• What you should do
Identify each line in the records below that contains the word "KnowledgeGraph", and copy it.

::::::::::

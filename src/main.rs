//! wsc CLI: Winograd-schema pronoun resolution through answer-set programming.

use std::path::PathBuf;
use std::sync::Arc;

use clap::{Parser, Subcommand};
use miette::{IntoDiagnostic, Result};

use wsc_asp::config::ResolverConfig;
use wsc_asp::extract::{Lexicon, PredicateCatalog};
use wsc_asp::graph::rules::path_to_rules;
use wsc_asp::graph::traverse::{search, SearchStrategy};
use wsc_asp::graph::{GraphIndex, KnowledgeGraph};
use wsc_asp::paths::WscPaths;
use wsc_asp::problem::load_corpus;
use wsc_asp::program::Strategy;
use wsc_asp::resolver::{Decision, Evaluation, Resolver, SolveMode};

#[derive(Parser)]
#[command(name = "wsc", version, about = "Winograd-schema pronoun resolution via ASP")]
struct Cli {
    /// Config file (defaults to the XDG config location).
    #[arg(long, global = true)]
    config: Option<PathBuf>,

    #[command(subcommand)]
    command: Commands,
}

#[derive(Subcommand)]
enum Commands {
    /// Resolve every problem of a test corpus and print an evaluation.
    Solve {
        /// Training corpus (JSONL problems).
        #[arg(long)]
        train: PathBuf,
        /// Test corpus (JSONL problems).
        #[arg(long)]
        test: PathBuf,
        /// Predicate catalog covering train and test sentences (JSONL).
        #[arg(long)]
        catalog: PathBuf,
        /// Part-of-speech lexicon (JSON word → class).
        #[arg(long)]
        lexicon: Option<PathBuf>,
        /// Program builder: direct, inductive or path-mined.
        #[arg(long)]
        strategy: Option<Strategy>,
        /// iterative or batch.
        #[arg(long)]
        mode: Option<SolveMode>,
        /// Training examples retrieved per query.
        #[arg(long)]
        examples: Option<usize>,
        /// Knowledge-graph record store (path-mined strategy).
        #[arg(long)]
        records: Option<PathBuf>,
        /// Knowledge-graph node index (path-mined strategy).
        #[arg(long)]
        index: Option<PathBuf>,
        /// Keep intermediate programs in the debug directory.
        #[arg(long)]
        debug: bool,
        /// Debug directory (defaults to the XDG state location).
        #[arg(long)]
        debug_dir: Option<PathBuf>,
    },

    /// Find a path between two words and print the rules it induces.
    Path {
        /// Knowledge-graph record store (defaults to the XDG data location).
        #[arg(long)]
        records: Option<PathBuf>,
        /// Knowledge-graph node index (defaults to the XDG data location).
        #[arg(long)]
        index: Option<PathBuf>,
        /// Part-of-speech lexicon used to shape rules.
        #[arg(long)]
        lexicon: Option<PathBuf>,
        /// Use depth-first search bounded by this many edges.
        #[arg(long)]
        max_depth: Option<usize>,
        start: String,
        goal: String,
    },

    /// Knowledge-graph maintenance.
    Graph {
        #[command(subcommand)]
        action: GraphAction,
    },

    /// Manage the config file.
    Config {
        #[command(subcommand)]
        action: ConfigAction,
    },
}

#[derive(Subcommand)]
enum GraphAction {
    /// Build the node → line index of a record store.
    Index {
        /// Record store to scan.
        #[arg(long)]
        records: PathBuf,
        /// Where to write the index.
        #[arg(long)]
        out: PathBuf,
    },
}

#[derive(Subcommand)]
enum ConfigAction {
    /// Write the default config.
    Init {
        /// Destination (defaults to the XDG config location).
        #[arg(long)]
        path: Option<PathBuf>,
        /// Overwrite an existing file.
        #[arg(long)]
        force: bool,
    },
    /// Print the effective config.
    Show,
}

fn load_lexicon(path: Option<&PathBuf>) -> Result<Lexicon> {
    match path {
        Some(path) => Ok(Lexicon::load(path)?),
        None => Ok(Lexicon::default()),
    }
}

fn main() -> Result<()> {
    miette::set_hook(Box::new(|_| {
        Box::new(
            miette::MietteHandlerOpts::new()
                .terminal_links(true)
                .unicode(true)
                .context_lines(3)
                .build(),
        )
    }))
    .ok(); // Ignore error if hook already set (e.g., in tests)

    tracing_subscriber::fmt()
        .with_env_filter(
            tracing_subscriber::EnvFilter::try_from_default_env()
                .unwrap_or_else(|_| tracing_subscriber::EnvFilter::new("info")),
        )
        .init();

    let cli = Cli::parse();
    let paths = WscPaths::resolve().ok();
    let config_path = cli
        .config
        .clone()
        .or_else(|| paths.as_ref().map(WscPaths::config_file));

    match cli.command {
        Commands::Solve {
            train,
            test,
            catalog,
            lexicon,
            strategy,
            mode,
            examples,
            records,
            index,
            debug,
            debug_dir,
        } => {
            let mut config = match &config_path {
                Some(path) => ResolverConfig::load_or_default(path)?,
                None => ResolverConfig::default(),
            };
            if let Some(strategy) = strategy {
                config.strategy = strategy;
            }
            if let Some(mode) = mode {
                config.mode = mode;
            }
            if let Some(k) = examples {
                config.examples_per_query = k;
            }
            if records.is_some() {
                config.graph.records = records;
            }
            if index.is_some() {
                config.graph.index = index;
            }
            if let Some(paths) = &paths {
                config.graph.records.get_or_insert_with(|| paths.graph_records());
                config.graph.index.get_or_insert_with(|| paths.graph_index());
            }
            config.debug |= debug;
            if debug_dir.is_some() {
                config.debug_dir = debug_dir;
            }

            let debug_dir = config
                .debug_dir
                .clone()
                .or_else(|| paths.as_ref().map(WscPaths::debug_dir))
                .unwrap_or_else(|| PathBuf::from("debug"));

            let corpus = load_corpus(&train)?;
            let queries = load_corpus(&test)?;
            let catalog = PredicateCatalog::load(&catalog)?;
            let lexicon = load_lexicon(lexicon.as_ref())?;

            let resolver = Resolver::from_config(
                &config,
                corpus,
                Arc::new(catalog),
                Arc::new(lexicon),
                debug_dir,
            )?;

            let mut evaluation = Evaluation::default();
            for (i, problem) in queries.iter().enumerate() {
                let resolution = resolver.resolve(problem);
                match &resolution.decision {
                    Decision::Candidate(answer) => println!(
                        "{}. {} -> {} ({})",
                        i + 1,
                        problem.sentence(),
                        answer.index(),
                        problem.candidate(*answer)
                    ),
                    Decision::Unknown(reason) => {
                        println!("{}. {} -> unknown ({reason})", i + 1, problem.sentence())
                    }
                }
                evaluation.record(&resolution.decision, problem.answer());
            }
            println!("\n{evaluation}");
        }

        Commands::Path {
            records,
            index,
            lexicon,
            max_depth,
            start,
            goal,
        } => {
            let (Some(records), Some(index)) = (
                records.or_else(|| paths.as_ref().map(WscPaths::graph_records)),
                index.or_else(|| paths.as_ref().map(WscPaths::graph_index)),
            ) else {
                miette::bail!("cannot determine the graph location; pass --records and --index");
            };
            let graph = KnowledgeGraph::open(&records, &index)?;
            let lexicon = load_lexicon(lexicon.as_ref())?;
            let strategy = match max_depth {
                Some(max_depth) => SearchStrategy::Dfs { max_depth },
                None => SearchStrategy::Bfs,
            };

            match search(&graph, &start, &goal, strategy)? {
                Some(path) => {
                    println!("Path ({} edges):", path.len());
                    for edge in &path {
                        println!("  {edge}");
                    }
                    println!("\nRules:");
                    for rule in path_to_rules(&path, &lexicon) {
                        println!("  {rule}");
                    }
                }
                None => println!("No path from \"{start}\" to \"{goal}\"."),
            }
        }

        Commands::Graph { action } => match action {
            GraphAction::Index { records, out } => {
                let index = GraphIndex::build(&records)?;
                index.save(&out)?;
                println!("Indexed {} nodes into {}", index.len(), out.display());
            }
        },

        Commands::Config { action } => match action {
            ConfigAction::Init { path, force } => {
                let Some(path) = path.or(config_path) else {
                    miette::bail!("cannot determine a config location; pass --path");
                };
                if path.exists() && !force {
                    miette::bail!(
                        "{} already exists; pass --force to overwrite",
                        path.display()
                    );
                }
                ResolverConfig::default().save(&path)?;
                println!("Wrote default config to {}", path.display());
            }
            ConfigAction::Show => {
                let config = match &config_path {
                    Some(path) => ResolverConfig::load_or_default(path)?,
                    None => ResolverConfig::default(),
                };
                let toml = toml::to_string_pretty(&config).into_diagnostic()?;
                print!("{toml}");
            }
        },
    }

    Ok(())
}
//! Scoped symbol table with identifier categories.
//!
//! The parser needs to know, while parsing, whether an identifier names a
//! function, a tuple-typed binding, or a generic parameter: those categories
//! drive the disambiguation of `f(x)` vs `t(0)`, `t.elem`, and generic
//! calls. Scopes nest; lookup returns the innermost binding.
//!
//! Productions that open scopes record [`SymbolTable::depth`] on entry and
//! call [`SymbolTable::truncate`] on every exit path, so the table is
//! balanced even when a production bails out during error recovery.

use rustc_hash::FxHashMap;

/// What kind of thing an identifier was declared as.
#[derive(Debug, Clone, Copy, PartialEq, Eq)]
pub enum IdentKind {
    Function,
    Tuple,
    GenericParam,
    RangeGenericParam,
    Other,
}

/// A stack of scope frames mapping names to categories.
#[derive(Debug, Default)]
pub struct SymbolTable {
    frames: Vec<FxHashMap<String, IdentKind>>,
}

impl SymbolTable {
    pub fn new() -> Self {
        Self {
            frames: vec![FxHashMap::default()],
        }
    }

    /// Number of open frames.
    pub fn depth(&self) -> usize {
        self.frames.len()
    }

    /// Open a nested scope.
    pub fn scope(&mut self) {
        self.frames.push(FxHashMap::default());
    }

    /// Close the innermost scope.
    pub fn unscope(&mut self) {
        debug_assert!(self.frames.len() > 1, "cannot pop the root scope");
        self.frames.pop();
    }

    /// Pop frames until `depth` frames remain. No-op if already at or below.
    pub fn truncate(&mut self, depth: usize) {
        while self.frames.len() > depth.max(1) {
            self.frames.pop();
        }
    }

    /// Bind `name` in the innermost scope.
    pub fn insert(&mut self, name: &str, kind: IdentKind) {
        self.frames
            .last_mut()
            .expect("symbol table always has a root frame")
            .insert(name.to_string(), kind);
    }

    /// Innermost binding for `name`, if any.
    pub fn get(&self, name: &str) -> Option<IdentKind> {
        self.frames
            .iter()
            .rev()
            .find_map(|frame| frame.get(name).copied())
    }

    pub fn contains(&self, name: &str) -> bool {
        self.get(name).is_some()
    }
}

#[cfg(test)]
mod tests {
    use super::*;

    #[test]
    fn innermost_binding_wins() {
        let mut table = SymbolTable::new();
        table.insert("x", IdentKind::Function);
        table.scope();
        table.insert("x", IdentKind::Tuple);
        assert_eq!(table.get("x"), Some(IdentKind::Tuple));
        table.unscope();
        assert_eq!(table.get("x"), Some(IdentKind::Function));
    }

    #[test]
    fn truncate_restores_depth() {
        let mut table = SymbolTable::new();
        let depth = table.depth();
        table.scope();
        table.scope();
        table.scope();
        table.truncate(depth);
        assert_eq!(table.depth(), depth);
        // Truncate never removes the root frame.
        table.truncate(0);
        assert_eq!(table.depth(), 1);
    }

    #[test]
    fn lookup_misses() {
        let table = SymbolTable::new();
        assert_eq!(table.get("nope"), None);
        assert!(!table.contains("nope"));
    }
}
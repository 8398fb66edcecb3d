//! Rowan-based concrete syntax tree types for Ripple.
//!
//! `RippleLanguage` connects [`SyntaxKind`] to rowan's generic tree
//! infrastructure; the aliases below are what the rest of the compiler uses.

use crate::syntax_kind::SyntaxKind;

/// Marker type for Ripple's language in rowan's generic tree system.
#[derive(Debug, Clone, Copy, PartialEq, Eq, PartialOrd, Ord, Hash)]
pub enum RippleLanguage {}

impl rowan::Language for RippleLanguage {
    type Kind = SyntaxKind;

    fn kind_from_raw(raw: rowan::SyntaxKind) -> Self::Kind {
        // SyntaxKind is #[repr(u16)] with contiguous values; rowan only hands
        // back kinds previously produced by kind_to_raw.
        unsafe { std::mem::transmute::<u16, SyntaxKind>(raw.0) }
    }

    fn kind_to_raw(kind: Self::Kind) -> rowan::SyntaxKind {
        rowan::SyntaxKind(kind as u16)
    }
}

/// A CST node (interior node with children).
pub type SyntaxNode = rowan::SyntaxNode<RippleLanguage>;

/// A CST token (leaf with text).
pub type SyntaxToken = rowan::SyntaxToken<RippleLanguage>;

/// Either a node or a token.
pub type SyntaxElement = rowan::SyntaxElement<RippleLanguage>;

::::::::::

• Exercise output
use wsc_asp::graph::{GraphIndex, KnowledgeGraph};
            let graph = KnowledgeGraph::open(&records, &index)?;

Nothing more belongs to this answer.